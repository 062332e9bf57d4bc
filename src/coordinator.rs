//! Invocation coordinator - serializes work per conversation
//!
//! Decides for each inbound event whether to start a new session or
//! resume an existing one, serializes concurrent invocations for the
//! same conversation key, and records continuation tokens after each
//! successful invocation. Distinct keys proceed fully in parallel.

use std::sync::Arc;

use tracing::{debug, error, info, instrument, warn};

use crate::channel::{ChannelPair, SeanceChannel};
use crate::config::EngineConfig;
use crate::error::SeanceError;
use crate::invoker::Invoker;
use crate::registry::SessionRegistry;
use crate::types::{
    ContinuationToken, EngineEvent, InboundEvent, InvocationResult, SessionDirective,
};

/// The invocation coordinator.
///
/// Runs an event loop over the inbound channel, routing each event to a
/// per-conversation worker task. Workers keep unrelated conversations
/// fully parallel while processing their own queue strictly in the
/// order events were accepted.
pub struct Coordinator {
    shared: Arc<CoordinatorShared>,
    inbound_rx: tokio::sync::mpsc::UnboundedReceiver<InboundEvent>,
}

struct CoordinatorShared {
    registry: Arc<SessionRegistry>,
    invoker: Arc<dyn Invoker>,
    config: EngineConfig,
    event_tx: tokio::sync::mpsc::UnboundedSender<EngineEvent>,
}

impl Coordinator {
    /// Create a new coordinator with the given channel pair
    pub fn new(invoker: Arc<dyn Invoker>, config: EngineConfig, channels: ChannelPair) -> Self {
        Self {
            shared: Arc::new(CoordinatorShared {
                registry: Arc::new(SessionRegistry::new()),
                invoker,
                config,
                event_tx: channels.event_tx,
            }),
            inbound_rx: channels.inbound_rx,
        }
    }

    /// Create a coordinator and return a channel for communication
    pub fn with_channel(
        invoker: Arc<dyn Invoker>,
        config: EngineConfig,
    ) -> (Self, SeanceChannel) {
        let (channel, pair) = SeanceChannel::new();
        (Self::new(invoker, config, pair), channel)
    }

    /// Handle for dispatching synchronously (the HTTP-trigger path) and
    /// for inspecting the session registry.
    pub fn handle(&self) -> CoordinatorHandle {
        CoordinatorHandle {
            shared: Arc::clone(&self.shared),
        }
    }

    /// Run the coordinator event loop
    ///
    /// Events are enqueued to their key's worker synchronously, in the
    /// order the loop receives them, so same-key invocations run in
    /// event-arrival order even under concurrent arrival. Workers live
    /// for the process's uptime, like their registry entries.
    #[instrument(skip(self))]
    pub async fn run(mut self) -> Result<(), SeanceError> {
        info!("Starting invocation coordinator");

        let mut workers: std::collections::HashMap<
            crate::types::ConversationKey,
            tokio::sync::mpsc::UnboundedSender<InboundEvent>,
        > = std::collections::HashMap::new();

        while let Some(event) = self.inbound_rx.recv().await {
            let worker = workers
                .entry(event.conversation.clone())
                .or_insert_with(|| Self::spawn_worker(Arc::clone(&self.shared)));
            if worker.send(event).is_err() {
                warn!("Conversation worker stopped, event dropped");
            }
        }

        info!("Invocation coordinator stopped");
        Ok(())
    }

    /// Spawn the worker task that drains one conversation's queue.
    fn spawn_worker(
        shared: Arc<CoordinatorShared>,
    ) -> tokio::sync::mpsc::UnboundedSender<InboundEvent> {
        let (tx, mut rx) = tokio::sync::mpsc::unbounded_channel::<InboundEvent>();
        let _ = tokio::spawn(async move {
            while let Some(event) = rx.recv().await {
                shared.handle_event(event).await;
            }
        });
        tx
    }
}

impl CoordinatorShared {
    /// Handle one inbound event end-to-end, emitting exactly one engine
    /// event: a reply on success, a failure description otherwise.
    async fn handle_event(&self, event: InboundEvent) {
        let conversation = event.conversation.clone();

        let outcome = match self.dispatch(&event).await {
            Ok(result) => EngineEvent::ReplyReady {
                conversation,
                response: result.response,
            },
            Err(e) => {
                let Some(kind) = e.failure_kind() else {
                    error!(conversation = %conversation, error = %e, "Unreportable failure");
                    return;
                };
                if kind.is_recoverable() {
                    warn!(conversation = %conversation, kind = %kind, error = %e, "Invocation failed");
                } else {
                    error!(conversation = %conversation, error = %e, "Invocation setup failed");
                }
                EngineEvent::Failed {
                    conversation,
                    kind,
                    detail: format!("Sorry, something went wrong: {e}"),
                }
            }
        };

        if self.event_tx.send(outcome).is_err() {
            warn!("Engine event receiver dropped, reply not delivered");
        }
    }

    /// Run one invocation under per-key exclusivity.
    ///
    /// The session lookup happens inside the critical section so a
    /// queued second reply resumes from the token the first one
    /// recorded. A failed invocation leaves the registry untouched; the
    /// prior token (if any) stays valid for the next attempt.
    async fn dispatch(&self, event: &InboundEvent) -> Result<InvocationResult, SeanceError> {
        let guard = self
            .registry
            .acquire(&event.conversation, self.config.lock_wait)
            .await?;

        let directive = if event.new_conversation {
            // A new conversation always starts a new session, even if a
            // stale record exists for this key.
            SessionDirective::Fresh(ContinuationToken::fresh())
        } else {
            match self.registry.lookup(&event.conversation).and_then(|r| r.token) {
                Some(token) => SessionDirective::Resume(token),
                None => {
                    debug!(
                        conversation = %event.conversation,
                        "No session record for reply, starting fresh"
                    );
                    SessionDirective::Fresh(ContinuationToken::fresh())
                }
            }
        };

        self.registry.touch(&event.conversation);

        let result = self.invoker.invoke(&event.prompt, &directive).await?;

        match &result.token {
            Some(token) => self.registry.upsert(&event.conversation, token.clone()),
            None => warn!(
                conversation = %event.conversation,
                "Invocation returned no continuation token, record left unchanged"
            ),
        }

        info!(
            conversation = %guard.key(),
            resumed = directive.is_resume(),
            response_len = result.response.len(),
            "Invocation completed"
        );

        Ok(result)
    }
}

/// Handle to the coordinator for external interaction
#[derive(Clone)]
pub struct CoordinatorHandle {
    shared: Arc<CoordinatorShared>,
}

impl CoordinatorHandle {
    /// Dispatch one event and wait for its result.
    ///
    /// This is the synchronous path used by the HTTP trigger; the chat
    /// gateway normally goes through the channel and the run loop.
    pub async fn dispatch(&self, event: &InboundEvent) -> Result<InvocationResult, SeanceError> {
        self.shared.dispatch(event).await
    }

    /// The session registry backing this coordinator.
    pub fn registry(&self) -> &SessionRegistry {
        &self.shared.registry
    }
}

--

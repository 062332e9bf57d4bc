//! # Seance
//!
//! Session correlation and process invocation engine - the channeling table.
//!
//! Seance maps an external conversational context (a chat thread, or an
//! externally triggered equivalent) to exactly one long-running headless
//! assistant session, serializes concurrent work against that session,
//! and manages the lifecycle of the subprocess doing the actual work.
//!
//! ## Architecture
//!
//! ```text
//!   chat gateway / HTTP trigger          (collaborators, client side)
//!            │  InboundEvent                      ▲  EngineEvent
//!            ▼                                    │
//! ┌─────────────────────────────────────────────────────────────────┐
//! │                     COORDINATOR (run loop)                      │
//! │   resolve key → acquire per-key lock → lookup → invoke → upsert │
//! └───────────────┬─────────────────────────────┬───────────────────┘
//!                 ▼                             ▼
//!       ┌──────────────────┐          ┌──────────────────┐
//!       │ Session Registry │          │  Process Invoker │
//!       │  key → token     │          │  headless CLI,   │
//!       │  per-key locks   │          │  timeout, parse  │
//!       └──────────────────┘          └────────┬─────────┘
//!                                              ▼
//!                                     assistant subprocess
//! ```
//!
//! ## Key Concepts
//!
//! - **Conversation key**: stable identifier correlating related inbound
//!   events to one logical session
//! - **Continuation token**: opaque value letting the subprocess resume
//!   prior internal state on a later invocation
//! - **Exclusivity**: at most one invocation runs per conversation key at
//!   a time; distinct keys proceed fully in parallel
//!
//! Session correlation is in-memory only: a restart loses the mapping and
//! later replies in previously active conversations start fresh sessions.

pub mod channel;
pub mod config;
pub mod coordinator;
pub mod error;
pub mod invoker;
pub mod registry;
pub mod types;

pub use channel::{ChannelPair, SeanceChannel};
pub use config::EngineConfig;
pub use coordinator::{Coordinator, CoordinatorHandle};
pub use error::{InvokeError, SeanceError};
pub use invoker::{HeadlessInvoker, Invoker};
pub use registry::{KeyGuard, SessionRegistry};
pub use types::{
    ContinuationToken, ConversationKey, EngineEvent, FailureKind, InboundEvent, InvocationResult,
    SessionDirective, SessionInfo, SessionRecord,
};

* _AIM OF THE EXERCISE_:
Whenever the word "collections" appears in a line above, copy that line.

* _ANSWER AREA_:
        let mut workers: std::collections::HashMap<
        > = std::collections::HashMap::new();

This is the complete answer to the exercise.